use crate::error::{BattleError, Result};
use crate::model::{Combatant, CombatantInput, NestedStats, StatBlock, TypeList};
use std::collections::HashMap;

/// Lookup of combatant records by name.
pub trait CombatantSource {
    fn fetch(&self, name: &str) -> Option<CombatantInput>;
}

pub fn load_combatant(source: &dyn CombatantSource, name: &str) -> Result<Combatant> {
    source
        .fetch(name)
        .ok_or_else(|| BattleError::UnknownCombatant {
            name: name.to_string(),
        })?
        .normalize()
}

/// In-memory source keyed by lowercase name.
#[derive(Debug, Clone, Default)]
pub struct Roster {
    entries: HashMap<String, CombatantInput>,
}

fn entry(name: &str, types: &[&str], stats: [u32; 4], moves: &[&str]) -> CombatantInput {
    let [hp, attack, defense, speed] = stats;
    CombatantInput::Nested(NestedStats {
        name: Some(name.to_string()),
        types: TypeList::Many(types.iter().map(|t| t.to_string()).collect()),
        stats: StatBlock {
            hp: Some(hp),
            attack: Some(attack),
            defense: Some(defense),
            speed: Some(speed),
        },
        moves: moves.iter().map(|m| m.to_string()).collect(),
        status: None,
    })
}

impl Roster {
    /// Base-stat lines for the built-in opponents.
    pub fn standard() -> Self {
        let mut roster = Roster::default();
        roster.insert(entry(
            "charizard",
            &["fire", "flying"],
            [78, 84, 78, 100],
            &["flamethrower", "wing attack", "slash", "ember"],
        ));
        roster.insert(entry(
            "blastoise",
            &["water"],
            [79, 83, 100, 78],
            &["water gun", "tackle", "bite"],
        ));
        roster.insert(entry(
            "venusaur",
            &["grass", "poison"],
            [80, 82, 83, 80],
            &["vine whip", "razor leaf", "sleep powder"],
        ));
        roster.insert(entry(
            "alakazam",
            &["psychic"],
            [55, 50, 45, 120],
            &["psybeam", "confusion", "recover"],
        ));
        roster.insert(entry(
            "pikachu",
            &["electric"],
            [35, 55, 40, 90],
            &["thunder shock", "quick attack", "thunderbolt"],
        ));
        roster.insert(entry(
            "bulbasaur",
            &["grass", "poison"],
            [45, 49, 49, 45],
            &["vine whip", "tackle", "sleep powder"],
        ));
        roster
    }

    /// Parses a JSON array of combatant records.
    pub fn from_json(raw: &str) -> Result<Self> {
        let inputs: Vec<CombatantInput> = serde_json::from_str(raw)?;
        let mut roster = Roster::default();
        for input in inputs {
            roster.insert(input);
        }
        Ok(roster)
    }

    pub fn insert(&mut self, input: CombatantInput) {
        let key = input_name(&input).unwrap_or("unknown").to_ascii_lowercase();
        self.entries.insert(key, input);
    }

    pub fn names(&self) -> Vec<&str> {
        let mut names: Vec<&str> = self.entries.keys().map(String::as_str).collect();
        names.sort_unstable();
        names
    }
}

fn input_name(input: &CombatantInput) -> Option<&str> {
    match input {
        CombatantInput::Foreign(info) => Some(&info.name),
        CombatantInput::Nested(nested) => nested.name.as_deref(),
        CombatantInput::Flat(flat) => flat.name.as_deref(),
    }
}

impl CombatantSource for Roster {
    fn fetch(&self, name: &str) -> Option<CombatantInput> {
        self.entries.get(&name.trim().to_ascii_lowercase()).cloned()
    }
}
++++
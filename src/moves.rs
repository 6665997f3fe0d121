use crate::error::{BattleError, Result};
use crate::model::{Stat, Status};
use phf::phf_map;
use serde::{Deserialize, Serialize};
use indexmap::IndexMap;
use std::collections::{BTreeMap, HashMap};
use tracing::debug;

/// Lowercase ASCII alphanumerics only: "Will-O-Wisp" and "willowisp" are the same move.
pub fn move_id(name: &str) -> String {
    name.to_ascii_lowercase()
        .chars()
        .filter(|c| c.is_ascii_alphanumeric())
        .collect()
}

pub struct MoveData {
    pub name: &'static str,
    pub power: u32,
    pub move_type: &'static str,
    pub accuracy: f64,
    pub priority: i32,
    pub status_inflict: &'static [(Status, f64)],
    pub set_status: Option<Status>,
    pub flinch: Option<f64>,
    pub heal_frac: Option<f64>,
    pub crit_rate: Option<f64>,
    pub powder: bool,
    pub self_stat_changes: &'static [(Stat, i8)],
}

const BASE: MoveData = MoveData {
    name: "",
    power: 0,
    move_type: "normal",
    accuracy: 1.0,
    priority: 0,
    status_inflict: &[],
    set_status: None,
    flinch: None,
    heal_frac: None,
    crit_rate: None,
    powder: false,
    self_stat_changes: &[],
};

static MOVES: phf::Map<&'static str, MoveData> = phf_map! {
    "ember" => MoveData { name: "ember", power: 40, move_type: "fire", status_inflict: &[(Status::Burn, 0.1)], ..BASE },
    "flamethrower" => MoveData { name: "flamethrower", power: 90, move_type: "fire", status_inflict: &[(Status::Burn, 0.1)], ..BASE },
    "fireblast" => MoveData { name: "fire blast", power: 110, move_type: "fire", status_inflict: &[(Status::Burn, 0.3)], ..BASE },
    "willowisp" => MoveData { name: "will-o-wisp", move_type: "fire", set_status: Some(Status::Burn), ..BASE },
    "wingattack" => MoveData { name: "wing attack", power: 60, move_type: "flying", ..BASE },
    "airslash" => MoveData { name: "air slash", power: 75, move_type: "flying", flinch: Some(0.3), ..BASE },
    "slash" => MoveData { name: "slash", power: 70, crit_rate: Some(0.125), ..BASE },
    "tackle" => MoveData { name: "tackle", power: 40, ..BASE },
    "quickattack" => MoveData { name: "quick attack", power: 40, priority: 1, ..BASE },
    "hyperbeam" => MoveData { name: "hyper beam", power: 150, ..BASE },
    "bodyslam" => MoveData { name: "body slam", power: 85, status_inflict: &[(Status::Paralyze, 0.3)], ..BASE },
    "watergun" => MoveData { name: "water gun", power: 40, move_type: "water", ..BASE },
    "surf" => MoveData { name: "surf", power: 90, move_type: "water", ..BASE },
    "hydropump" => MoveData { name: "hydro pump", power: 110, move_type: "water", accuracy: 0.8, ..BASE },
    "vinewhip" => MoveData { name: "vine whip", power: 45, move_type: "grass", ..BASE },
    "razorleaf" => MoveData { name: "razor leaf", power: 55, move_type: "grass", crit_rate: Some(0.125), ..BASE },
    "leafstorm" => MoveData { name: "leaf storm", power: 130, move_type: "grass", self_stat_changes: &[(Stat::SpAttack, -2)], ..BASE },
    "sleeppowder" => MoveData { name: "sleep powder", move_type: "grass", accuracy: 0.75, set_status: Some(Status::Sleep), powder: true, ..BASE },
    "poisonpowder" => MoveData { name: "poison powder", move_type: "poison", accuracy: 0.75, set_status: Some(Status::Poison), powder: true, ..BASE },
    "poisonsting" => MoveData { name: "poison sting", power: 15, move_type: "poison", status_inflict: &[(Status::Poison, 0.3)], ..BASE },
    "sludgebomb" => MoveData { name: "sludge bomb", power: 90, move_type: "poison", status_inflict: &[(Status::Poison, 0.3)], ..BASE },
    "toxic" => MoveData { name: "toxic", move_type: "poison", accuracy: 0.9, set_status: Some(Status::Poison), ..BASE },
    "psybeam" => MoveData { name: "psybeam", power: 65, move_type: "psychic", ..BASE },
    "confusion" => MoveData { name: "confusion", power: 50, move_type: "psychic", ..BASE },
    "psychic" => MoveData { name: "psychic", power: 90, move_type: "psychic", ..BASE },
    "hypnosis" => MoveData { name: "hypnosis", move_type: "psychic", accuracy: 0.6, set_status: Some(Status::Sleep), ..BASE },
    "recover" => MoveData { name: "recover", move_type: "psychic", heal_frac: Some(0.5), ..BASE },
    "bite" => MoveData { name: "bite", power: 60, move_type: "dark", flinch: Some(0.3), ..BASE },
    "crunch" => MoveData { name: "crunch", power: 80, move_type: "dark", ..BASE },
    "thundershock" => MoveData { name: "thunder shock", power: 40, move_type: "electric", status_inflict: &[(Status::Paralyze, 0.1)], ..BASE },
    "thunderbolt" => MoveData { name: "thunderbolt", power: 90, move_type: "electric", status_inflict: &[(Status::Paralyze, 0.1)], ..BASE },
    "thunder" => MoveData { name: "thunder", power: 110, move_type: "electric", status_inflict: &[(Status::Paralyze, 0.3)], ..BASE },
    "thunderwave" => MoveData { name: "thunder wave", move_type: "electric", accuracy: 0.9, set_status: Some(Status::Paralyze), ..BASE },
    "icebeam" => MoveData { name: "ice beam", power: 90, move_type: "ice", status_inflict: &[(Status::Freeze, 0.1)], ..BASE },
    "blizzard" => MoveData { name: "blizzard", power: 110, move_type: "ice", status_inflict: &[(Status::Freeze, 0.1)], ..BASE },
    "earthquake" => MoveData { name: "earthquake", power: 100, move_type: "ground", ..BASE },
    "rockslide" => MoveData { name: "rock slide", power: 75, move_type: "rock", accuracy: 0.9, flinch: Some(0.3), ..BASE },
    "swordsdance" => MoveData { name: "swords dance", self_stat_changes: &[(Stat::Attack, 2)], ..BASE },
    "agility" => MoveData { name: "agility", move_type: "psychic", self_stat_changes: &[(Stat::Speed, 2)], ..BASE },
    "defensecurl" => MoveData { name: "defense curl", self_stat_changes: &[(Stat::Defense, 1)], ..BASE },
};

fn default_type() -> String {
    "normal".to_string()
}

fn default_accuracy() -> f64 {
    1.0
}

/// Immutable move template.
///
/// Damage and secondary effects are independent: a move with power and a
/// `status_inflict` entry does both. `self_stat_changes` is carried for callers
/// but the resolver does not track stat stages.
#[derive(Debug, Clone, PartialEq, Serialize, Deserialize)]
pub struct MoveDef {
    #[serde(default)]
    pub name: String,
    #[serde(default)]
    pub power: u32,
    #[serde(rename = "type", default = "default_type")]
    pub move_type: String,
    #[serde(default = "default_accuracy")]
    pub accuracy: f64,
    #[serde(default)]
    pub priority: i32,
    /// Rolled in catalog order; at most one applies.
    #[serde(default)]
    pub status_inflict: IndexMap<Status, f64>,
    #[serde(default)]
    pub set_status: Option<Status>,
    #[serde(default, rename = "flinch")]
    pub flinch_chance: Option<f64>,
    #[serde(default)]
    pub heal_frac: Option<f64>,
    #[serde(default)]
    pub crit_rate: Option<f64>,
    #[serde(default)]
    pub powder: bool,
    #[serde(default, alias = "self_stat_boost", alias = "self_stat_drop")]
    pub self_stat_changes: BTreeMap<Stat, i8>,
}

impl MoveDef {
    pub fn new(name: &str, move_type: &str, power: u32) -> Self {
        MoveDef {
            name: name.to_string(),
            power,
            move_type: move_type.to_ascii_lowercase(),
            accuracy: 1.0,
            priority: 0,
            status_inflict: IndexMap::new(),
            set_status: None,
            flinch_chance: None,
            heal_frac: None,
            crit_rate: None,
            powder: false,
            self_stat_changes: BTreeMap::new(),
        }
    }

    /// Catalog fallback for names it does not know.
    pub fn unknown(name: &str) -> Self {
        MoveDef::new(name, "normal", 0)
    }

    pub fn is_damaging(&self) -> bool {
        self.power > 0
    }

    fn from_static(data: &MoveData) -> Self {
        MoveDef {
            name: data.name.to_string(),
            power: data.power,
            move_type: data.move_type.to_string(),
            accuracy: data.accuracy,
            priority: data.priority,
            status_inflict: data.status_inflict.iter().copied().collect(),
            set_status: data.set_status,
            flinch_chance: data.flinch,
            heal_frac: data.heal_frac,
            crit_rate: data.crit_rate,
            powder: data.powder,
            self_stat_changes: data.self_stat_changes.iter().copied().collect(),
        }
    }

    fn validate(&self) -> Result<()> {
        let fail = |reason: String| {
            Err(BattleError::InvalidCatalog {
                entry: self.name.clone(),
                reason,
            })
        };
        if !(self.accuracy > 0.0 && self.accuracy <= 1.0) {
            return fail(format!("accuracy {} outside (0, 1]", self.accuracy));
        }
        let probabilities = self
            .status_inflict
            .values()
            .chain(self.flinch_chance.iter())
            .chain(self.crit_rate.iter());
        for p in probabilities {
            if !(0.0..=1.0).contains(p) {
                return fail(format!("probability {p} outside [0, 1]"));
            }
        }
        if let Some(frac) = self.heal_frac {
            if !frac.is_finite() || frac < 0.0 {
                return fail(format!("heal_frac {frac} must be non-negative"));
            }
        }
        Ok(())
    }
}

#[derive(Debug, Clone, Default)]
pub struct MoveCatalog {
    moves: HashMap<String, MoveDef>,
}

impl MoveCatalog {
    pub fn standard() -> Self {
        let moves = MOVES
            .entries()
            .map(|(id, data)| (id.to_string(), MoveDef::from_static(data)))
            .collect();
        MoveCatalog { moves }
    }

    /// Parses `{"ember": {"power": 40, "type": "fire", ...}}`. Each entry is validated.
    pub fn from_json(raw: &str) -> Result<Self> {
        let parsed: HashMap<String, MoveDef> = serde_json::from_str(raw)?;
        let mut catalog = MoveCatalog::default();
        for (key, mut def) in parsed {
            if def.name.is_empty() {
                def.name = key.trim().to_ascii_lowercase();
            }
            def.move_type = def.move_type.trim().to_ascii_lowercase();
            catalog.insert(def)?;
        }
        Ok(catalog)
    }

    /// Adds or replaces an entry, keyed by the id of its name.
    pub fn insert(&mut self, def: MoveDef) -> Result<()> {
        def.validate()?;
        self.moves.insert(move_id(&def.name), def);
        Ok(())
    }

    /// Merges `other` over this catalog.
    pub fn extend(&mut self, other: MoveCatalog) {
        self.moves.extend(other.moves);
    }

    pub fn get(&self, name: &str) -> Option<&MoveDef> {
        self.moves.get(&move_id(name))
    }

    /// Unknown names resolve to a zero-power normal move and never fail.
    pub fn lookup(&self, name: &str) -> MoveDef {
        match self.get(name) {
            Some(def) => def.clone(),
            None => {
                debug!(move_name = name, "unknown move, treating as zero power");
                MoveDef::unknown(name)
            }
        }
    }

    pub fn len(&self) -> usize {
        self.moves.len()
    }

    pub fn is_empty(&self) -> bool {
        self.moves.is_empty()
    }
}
++++
ACTION ITEM>
Check each line of the entries above, and show every one holding the word "dark".

SOLUTION FOR THIS TASK>
    "bite" => MoveData { name: "bite", power: 60, move_type: "dark", flinch: Some(0.3), ..BASE },
    "crunch" => MoveData { name: "crunch", power: 80, move_type: "dark", ..BASE },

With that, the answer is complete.